== Segment start ==

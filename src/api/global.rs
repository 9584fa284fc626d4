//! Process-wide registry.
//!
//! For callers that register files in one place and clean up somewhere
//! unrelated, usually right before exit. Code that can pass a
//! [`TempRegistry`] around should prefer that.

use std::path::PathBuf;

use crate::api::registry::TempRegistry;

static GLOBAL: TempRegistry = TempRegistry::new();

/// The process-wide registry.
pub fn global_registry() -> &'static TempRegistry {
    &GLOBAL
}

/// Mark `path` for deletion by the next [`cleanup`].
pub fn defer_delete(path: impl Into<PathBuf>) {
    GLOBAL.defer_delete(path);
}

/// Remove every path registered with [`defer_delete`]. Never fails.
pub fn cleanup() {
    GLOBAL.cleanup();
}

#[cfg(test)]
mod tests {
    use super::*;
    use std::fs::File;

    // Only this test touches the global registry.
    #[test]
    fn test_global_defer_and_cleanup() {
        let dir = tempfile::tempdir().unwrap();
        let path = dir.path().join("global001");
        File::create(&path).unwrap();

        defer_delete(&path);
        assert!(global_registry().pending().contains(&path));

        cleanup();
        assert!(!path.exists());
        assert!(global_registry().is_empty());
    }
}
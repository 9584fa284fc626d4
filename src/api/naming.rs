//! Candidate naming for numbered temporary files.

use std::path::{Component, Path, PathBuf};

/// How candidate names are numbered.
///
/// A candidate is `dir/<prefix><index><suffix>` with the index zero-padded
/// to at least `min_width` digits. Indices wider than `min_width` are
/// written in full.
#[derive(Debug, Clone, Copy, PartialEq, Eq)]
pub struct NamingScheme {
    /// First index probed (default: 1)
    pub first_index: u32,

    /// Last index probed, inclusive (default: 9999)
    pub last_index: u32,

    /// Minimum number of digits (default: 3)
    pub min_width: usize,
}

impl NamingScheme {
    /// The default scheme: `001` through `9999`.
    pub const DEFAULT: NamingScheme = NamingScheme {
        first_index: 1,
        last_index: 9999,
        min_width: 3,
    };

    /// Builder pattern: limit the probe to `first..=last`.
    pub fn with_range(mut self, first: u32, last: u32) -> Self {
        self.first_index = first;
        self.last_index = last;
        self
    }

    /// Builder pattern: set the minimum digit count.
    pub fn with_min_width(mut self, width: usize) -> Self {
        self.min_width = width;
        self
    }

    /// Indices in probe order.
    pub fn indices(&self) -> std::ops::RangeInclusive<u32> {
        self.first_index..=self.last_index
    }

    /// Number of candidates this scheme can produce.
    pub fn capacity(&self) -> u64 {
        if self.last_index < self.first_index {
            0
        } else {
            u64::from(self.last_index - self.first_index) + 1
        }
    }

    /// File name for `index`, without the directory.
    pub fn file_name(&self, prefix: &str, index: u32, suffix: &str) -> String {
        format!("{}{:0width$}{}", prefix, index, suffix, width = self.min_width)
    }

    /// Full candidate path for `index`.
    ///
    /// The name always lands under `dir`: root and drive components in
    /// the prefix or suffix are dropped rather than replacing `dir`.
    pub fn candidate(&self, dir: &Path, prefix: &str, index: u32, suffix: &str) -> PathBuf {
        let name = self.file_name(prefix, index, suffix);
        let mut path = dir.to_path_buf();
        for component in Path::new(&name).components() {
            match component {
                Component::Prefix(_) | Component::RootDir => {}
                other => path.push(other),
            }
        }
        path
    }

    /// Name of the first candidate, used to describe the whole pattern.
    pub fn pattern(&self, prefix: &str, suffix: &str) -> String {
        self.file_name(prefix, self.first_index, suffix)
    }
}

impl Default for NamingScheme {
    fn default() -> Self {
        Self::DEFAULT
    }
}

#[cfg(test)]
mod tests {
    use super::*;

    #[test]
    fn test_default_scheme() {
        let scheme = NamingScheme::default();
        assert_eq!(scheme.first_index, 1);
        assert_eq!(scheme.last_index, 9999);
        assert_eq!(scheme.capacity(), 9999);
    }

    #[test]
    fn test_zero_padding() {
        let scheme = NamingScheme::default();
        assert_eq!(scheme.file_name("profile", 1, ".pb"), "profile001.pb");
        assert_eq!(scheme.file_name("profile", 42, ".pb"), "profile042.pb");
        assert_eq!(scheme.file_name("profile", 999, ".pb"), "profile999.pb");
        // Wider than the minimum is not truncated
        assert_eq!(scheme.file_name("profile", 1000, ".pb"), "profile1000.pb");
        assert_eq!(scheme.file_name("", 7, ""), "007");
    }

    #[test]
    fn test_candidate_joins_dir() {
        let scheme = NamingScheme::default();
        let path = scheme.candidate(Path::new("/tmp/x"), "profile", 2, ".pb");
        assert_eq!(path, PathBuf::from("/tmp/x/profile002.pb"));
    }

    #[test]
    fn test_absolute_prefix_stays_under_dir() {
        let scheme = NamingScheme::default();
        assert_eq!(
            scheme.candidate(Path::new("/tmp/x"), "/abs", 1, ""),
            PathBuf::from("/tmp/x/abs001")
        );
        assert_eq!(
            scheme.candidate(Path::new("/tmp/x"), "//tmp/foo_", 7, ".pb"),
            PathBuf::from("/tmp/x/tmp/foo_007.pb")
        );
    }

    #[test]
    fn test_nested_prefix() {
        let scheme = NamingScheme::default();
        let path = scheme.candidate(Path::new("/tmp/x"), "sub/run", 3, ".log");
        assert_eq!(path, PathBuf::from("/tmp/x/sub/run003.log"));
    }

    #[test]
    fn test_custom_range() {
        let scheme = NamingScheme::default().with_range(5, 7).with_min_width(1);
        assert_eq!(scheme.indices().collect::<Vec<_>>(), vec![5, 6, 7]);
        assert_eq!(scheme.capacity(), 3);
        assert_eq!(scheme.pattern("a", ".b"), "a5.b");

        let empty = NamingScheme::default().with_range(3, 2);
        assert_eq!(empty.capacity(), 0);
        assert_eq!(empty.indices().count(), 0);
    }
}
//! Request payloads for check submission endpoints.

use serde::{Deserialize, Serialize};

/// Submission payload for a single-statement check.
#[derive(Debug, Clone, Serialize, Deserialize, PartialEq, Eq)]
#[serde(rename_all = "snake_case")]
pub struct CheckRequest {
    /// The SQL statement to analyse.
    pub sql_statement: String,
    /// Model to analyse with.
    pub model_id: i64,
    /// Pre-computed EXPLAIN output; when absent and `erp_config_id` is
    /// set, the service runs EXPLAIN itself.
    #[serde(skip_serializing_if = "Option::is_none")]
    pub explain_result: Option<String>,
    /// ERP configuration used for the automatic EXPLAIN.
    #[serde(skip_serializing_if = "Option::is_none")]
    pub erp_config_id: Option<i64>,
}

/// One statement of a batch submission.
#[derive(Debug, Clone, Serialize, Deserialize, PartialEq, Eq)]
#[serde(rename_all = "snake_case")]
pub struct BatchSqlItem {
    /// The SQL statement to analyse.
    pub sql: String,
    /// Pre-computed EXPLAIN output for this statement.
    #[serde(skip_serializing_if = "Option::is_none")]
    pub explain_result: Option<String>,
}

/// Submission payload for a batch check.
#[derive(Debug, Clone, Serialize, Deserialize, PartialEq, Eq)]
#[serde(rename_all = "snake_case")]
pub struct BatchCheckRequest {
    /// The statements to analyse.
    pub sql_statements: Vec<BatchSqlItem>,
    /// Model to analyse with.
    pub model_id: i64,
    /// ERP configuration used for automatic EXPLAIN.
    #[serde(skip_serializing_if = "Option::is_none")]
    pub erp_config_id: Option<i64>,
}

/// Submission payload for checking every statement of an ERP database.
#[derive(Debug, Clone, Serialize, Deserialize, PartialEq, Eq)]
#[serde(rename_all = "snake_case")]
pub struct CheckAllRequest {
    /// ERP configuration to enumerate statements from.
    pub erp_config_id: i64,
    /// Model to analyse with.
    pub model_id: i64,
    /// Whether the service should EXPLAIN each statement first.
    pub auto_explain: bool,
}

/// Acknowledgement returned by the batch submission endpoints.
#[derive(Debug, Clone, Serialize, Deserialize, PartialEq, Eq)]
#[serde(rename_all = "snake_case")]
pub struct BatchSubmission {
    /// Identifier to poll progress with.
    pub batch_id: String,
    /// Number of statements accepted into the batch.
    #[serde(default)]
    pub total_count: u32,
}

== Segment end ==
== Segment start ==

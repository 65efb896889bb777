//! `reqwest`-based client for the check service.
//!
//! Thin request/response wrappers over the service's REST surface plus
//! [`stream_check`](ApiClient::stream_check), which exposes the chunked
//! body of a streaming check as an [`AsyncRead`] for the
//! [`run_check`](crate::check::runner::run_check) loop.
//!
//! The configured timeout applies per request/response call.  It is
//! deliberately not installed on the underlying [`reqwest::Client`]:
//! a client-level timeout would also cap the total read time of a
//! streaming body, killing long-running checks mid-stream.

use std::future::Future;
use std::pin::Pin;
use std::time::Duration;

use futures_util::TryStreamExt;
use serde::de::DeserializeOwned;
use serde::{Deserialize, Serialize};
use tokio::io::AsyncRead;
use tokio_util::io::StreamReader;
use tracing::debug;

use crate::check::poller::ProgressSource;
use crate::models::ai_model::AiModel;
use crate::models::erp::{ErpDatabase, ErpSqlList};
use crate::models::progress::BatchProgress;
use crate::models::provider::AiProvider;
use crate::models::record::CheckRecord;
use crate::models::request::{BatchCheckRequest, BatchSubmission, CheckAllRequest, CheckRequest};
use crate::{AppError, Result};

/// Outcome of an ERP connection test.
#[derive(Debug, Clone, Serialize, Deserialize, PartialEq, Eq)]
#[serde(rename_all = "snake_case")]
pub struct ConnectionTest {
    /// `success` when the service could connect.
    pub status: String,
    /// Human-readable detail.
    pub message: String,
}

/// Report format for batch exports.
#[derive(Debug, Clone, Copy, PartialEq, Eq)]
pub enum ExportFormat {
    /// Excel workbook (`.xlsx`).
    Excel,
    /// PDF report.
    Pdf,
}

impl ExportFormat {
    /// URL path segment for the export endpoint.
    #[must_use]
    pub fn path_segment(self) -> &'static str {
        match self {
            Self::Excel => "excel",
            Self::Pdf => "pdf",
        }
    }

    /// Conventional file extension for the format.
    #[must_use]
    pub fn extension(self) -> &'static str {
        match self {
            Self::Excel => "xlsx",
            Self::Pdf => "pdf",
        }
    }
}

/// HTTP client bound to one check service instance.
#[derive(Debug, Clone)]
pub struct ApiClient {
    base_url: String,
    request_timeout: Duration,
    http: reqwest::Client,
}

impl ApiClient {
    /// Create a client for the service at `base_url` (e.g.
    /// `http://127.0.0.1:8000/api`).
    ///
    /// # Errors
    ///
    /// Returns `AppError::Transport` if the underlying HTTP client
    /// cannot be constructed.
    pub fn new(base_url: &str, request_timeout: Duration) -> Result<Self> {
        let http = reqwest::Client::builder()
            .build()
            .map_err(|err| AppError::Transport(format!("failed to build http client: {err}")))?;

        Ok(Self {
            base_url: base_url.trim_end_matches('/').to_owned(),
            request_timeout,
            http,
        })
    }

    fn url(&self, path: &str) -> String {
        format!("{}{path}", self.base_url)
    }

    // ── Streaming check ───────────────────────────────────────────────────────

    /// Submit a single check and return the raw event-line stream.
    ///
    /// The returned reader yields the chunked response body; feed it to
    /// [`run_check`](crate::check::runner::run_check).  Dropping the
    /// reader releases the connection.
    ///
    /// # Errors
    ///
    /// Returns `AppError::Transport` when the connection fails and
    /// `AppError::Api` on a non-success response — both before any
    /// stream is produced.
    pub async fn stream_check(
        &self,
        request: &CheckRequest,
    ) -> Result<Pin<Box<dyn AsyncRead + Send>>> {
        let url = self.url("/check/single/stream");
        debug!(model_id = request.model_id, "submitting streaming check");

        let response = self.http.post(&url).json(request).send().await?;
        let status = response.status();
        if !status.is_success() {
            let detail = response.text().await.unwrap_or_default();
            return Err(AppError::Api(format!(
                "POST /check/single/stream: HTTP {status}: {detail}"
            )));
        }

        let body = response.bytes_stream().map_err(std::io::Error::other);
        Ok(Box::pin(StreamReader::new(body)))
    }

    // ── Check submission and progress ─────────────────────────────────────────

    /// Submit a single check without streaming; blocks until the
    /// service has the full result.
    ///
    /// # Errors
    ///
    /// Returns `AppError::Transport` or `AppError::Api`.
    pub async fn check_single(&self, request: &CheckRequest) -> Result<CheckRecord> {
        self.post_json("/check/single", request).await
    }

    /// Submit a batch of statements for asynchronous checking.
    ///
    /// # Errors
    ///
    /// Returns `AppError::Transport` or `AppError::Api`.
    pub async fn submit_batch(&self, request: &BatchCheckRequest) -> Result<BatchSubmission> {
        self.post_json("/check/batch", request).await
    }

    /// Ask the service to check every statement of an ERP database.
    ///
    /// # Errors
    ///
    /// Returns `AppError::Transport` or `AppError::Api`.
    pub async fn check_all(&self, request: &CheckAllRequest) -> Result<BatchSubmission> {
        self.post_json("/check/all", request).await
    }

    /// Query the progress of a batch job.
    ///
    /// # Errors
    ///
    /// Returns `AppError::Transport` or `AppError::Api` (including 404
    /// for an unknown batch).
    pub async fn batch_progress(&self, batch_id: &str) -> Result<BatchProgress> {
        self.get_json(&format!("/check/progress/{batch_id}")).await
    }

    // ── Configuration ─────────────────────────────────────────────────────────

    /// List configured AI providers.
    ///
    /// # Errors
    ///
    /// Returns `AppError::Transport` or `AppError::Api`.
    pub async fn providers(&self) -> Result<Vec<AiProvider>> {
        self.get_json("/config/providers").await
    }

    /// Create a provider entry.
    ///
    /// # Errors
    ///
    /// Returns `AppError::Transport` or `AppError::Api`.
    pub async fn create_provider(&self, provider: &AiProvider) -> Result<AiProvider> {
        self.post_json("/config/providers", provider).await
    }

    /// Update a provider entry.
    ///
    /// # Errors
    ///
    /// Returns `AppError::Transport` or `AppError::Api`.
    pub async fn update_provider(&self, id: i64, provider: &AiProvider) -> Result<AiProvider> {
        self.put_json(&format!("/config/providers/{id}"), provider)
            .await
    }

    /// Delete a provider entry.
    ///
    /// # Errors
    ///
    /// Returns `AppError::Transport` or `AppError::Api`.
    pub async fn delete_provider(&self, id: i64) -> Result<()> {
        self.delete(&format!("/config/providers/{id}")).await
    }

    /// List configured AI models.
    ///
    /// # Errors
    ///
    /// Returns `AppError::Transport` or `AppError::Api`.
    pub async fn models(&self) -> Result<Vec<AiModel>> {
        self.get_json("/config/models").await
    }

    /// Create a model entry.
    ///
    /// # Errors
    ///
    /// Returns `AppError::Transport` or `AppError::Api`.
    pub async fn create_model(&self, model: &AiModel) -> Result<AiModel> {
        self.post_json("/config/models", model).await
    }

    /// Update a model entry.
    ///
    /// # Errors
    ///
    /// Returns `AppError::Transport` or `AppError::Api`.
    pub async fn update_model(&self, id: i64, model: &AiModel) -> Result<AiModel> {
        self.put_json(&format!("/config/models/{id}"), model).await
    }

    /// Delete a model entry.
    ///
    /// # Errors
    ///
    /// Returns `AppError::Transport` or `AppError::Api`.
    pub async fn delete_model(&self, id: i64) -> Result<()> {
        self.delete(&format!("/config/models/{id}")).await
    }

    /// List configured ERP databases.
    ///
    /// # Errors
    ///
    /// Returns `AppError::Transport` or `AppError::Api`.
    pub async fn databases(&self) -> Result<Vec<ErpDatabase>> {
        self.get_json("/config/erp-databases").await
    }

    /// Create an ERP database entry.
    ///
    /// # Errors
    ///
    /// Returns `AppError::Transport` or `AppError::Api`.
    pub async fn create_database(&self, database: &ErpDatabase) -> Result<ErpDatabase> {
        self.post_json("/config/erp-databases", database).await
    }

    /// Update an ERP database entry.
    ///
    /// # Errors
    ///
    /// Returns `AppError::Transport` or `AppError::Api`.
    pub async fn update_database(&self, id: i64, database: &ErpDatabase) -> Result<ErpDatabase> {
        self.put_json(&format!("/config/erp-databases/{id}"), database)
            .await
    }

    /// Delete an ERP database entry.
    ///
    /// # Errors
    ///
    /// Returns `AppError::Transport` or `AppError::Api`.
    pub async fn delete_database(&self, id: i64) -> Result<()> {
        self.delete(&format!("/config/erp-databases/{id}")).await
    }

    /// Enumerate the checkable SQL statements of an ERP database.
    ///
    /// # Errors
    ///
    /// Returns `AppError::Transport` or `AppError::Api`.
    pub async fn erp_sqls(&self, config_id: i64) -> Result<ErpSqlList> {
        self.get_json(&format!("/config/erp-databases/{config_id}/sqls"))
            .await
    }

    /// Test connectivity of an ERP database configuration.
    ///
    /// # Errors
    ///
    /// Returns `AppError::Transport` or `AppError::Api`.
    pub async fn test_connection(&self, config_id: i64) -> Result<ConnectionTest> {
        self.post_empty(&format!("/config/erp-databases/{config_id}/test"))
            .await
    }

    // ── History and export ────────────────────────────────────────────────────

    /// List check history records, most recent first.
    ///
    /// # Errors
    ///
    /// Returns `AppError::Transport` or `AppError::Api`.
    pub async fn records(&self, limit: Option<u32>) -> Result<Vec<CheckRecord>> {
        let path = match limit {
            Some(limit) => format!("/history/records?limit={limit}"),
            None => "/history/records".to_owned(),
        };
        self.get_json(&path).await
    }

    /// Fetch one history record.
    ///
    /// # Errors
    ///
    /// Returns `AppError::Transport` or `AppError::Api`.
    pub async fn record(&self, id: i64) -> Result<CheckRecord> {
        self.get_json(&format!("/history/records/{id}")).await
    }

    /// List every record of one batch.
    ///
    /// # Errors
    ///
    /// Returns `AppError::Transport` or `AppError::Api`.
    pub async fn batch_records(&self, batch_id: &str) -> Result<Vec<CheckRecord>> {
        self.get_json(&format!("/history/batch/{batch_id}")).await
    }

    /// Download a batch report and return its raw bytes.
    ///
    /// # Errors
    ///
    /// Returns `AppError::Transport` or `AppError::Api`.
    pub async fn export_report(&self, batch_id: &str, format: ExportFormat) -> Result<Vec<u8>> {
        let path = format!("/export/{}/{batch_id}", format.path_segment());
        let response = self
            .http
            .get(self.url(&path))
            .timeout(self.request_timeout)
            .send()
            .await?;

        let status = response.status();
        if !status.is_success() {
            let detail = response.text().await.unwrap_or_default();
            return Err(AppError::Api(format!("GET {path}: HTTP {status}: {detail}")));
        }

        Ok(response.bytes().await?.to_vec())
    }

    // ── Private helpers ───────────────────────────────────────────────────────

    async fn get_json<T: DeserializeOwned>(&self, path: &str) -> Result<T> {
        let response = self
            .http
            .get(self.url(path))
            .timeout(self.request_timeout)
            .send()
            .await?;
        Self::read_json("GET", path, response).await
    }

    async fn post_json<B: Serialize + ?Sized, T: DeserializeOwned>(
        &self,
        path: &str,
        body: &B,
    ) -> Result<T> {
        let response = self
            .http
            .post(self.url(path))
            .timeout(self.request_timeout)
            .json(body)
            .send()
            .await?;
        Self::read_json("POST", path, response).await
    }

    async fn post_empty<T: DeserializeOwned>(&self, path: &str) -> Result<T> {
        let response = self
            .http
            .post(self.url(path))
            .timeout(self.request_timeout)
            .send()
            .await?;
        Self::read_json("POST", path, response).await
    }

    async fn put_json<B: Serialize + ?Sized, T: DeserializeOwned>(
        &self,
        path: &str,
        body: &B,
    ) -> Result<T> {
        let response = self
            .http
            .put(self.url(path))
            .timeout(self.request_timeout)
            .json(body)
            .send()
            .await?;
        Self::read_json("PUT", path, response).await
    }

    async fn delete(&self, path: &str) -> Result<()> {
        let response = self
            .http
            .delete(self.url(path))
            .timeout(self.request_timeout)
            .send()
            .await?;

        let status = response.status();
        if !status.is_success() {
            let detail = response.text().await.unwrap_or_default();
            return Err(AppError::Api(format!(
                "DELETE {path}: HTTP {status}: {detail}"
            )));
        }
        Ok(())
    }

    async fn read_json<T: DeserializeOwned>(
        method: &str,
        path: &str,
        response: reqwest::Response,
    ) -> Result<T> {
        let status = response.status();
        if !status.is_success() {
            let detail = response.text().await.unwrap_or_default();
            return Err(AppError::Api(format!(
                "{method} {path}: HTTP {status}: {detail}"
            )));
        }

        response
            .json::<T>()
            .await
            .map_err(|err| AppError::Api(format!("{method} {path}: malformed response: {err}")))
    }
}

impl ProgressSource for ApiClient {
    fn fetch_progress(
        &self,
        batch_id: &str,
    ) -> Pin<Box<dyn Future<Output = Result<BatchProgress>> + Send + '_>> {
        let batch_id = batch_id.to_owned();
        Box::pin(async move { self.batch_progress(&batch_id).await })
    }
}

== Segment end ==
== Segment start ==

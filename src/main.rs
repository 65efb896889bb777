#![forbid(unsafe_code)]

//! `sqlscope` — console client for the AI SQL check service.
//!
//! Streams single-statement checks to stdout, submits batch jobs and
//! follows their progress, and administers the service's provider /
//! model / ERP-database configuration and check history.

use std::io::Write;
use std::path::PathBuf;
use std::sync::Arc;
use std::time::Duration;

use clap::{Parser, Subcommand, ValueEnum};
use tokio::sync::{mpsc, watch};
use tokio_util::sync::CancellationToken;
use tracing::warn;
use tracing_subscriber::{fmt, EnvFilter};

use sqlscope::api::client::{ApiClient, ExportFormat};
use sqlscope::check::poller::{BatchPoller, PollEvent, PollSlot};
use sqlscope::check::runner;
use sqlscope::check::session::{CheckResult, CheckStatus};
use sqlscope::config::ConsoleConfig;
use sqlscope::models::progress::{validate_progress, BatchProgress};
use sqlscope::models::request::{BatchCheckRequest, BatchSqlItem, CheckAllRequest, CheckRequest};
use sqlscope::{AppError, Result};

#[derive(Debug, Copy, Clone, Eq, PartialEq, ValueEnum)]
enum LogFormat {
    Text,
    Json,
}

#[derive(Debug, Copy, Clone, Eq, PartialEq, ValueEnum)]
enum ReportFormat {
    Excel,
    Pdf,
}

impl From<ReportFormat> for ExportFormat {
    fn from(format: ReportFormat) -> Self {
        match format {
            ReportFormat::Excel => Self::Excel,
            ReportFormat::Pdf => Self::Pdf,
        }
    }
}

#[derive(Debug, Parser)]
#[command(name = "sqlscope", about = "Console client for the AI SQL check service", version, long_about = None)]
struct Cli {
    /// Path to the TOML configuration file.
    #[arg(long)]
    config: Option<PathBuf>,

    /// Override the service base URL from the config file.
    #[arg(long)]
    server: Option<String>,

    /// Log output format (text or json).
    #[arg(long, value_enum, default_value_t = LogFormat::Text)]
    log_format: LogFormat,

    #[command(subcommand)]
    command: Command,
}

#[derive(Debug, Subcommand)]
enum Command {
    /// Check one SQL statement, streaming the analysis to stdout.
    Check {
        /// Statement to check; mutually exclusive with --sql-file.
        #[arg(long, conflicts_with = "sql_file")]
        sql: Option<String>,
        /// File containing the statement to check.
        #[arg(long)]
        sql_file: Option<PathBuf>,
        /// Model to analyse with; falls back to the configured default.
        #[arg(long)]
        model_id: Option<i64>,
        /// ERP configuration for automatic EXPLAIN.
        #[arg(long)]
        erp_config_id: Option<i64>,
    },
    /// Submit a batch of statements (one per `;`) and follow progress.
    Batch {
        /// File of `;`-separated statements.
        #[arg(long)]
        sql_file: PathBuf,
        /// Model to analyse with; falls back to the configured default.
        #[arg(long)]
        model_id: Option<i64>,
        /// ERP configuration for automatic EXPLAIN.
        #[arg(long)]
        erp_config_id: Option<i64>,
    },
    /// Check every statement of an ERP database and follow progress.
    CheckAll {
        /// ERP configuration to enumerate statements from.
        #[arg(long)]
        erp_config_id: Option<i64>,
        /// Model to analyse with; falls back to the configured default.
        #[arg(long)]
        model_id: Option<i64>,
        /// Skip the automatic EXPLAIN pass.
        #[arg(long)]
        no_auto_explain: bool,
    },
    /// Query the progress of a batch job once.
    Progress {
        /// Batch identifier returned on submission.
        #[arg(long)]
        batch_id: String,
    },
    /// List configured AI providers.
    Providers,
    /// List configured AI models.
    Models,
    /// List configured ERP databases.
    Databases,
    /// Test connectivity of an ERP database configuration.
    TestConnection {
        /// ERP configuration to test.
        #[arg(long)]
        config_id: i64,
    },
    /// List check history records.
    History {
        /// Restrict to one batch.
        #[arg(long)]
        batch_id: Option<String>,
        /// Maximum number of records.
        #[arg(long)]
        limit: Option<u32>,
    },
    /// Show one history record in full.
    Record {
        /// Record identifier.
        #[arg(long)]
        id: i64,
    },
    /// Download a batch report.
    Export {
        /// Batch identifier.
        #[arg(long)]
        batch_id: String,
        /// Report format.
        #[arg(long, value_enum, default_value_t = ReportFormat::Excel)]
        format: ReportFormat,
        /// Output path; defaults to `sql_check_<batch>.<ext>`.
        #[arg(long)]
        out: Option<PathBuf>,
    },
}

== Segment end ==

_What to work on_
Take from the material above the lines running from the one with "filename src/api/global.rs" through the one with "Remove every path", and repeat them exactly, with nothing else.

_Reply_
filename src/api/global.rs
repository 9584fa284fc626d4
//! Process-wide registry.
//!
//! For callers that register files in one place and clean up somewhere
//! unrelated, usually right before exit. Code that can pass a
//! [`TempRegistry`] around should prefer that.

use std::path::PathBuf;

use crate::api::registry::TempRegistry;

static GLOBAL: TempRegistry = TempRegistry::new();

/// The process-wide registry.
pub fn global_registry() -> &'static TempRegistry {
    &GLOBAL
}

/// Mark `path` for deletion by the next [`cleanup`].
pub fn defer_delete(path: impl Into<PathBuf>) {
    GLOBAL.defer_delete(path);
}

/// Remove every path registered with [`defer_delete`]. Never fails.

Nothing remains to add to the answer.